Potassium deprivation is sufficient to induce a cell death program in Saccharomyces cerevisiae.

Cell culture in low potassium (K(+)) media has been associated to programmed cell death (PCD) in metazoans. In this study, deprivation of K(+) led Saccharomyces cerevisiae cells to a death process that involved phosphatidylserine externalization, changes in chromatin condensation, DNA and vacuole fragmentation as well as enhanced accumulation of reactive oxygen species. During the course of K(+) starvation, plasma membrane hyperpolarization and increased accumulation of calcium (Ca(2+)) took place. The presence of rubidium (Rb(+)), a K(+)-analogue element, in the K(+)-deprived medium was accompanied by Rb(+) accumulation but did not fully prevent the appearance of PCD markers. This argues for a specific effect of K(+) on the course of cell death. While the absence of the YCA1 metacaspase did not have a major effect, the absence of TRK (transport of K(+)) K(+)-transporters led to changes in the pattern of annexin V/propidium iodide labeling. This change paralleled a fast accumulation of Ca(2+).
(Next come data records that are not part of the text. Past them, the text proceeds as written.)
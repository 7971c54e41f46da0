//! Operators over two items.
//!
//! Every operator here is symmetric in its two items. An optional field
//! that is absent from either item is a non-match, except for `has_value`
//! (the other item may still carry the value) and `layer_compatible` (no
//! coverage means nothing to conflict with).

use std::fmt;
use std::sync::Arc;

use consort_catalog::{CoverageLayer, DimensionKind, Item, Schema};
use consort_foundation::{Error, Result, Type, Value, Violation};

use super::{
    Comparison, Family, Operator, Outcome, PairBinding, Params, check_reachable, dimension, holds,
    incompatible_field, mismatch, numeric, show,
};
use super::layering::layer_verdict;

/// A pairwise operator with its parameters resolved.
#[derive(Clone, Debug, PartialEq)]
pub enum PairwiseOperator {
    /// Both items carry the same value.
    Equals {
        /// Attribute to compare.
        field: Arc<str>,
    },
    /// The items carry different values.
    HasDifferent {
        /// Attribute to compare.
        field: Arc<str>,
    },
    /// The absolute numeric difference satisfies a comparison.
    AbsDiff {
        /// Numeric attribute.
        field: Arc<str>,
        /// Comparison applied as `|a - b| <op> value`.
        comparison: Comparison,
        /// Right-hand side.
        value: f64,
    },
    /// At least one item carries the value (or a list holding it).
    HasValue {
        /// Attribute to inspect.
        field: Arc<str>,
        /// Wanted value.
        value: Value,
    },
    /// Two list attributes share at least one element.
    SameListItem {
        /// List attribute.
        field: Arc<str>,
    },
    /// Numeric values are at most `threshold` apart.
    FormalityCompatible {
        /// Numeric attribute.
        field: Arc<str>,
        /// Largest allowed difference.
        threshold: f64,
    },
    /// Coverage layers do not conflict.
    LayerCompatible {
        /// Coverage-layer attribute.
        field: Arc<str>,
    },
}

impl PairwiseOperator {
    fn field_name(&self) -> &str {
        match self {
            Self::Equals { field }
            | Self::HasDifferent { field }
            | Self::AbsDiff { field, .. }
            | Self::HasValue { field, .. }
            | Self::SameListItem { field }
            | Self::FormalityCompatible { field, .. }
            | Self::LayerCompatible { field } => field,
        }
    }
}

impl Operator for PairwiseOperator {
    type Binding<'a> = PairBinding<'a>;

    const FAMILY: Family = Family::Pairwise;

    const NAMES: &'static [&'static str] = &[
        "equals",
        "has_different",
        "abs_diff",
        "has_value",
        "same_list_item",
        "formality_compatible",
        "layer_compatible",
    ];

    fn resolve(name: &str, params: &Params<'_>) -> Result<Self> {
        match name {
            "equals" => {
                params.expect_only(&["field"])?;
                Ok(Self::Equals {
                    field: params.field()?,
                })
            }
            "has_different" => {
                params.expect_only(&["field"])?;
                Ok(Self::HasDifferent {
                    field: params.field()?,
                })
            }
            "abs_diff" => {
                params.expect_only(&["field", "operator", "value"])?;
                Ok(Self::AbsDiff {
                    field: params.field()?,
                    comparison: params.comparison("operator")?,
                    value: params.number("value")?,
                })
            }
            "has_value" => {
                params.expect_only(&["field", "value"])?;
                Ok(Self::HasValue {
                    field: params.field()?,
                    value: params.value("value")?,
                })
            }
            "same_list_item" => {
                params.expect_only(&["field"])?;
                Ok(Self::SameListItem {
                    field: params.field()?,
                })
            }
            "formality_compatible" => {
                params.expect_only(&["field", "threshold"])?;
                let threshold = params.number_or("threshold", 1.0)?;
                if threshold < 0.0 {
                    return Err(Error::invalid_parameter(
                        name,
                        "threshold",
                        format!("must be >= 0, got {threshold}"),
                    ));
                }
                Ok(Self::FormalityCompatible {
                    field: params.field()?,
                    threshold,
                })
            }
            "layer_compatible" => {
                params.expect_only(&["field"])?;
                Ok(Self::LayerCompatible {
                    field: params.field()?,
                })
            }
            _ => Err(Error::unknown_operator(name)),
        }
    }

    fn name(&self) -> &'static str {
        match self {
            Self::Equals { .. } => "equals",
            Self::HasDifferent { .. } => "has_different",
            Self::AbsDiff { .. } => "abs_diff",
            Self::HasValue { .. } => "has_value",
            Self::SameListItem { .. } => "same_list_item",
            Self::FormalityCompatible { .. } => "formality_compatible",
            Self::LayerCompatible { .. } => "layer_compatible",
        }
    }

    fn field(&self) -> Option<&str> {
        Some(self.field_name())
    }

    fn check_schema(&self, schema: &Schema) -> Result<()> {
        let field = self.field_name();
        let dim = dimension(self, schema, field)?;

        match self {
            Self::AbsDiff { .. } | Self::FormalityCompatible { .. } if !dim.kind.is_numeric() => {
                Err(incompatible_field(
                    self,
                    field,
                    format!("needs a numeric dimension, `{field}` is {}", dim.kind.tag()),
                ))
            }
            Self::SameListItem { .. } if !matches!(dim.kind, DimensionKind::List { .. }) => {
                Err(incompatible_field(
                    self,
                    field,
                    format!("needs a list dimension, `{field}` is {}", dim.kind.tag()),
                ))
            }
            Self::LayerCompatible { .. }
                if !matches!(dim.kind, DimensionKind::CoverageLayers { .. }) =>
            {
                Err(incompatible_field(
                    self,
                    field,
                    format!("needs a coverage_layers dimension, `{field}` is {}", dim.kind.tag()),
                ))
            }
            Self::HasValue { value, .. } => check_reachable(self, dim, value),
            _ => Ok(()),
        }
    }

    fn evaluate(&self, binding: &PairBinding<'_>) -> Result<Outcome> {
        let PairBinding { a, b } = *binding;

        match self {
            Self::Equals { field } => Ok(match both(a, b, field) {
                Ok((x, y)) if x.same_as(y) => Outcome::pass(format!("{field}: both {}", show(x))),
                Ok((x, y)) => Outcome::fail(format!("{field}: {} vs {}", show(x), show(y))),
                Err(missing) => missing,
            }),
            Self::HasDifferent { field } => Ok(match both(a, b, field) {
                Ok((x, y)) if x.same_as(y) => Outcome::fail(format!("{field}: both {}", show(x))),
                Ok((x, y)) => Outcome::pass(format!("{field}: {} vs {}", show(x), show(y))),
                Err(missing) => missing,
            }),
            Self::AbsDiff {
                field,
                comparison,
                value,
            } => Ok(match (numeric(a, field)?, numeric(b, field)?) {
                (Some(x), Some(y)) => {
                    let diff = (x - y).abs();
                    Outcome::when(
                        comparison.apply(diff, *value),
                        format!("{field}: difference {diff}, required {comparison} {value}"),
                    )
                }
                _ => missing(a, b, field),
            }),
            Self::HasValue { field, value } => {
                let holder = [a, b]
                    .into_iter()
                    .find(|item| item.attribute(field).is_some_and(|v| holds(v, value)));
                Ok(match holder {
                    Some(item) => Outcome::pass(format!("{field}: {} has {}", item.id, show(value))),
                    None => Outcome::fail(format!("{field}: neither item has {}", show(value))),
                })
            }
            Self::SameListItem { field } => {
                let (Some(x), Some(y)) = (list(a, field)?, list(b, field)?) else {
                    return Ok(missing(a, b, field));
                };
                let mut shared: Vec<&Value> = Vec::new();
                for v in x.iter().filter(|v| y.iter().any(|w| w.same_as(v))) {
                    if !shared.iter().any(|s| s.same_as(v)) {
                        shared.push(v);
                    }
                }
                Ok(if shared.is_empty() {
                    Outcome::fail(format!("{field}: no shared items"))
                } else {
                    let shared: Vec<String> = shared.into_iter().map(show).collect();
                    Outcome::pass(format!("{field}: shared {}", shared.join(", ")))
                })
            }
            Self::FormalityCompatible { field, threshold } => {
                Ok(match (numeric(a, field)?, numeric(b, field)?) {
                    (Some(x), Some(y)) => {
                        let diff = (x - y).abs();
                        Outcome::when(
                            diff <= *threshold,
                            format!("{field}: {x} vs {y}, difference {diff}, threshold {threshold}"),
                        )
                    }
                    _ => missing(a, b, field),
                })
            }
            Self::LayerCompatible { field } => {
                let x = CoverageLayer::flatten(&coverage(a, field)?);
                let y = CoverageLayer::flatten(&coverage(b, field)?);
                let verdict = layer_verdict(&x, &y);
                Ok(Outcome::when(verdict.is_compatible(), format!("{field}: {}", verdict.reason())))
            }
        }
    }
}

impl fmt::Display for PairwiseOperator {
    fn fmt(&self, f: &mut fmt::Formatter<'_>) -> fmt::Result {
        let name = self.name();
        match self {
            Self::AbsDiff {
                field,
                comparison,
                value,
            } => write!(f, "{name}({field} {comparison} {value})"),
            Self::HasValue { field, value } => write!(f, "{name}({field} = {value})"),
            Self::FormalityCompatible { field, threshold } => {
                write!(f, "{name}({field}, threshold {threshold})")
            }
            _ => write!(f, "{name}({})", self.field_name()),
        }
    }
}

/// Both values of a field, or the non-match naming who lacks it.
fn both<'i>(a: &'i Item, b: &'i Item, field: &str) -> std::result::Result<(&'i Value, &'i Value), Outcome> {
    match (a.attribute(field), b.attribute(field)) {
        (Some(x), Some(y)) => Ok((x, y)),
        _ => Err(missing(a, b, field)),
    }
}

fn missing(a: &Item, b: &Item, field: &str) -> Outcome {
    let lacking: Vec<&str> = [a, b]
        .into_iter()
        .filter(|item| item.attribute(field).is_none())
        .map(|item| item.id.as_str())
        .collect();
    Outcome::fail(format!("{field}: missing on {}", lacking.join(", ")))
}

fn list<'i>(item: &'i Item, field: &str) -> Result<Option<&'i consort_foundation::SharedVec<Value>>> {
    item.attribute(field)
        .map(|value| value.as_list().ok_or_else(|| mismatch(item, field, Type::List, value)))
        .transpose()
}

fn coverage(item: &Item, field: &str) -> Result<Vec<CoverageLayer>> {
    let Some(value) = item.attribute(field) else {
        return Ok(Vec::new());
    };
    CoverageLayer::parse_all(value).map_err(|violation| {
        let error = match violation {
            Violation::WrongType { expected, actual } => Error::type_mismatch(field, expected, actual),
            other => Error::schema_violation(field, other),
        };
        error.with_item(item.id.as_str())
    })
}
Addition of ethylene glycol tetraacetic acid improved growth and reduced cell death in trk1Deltatrk2Delta cells. These findings reveal that K(+) deprivation is sufficient to induce PCD in a cell-walled eukaryotic organism and suggest that the phenotype attributed to the lack of TRK genes is partially due to the effect of the encoded transporters on Ca(2+) homeostasis.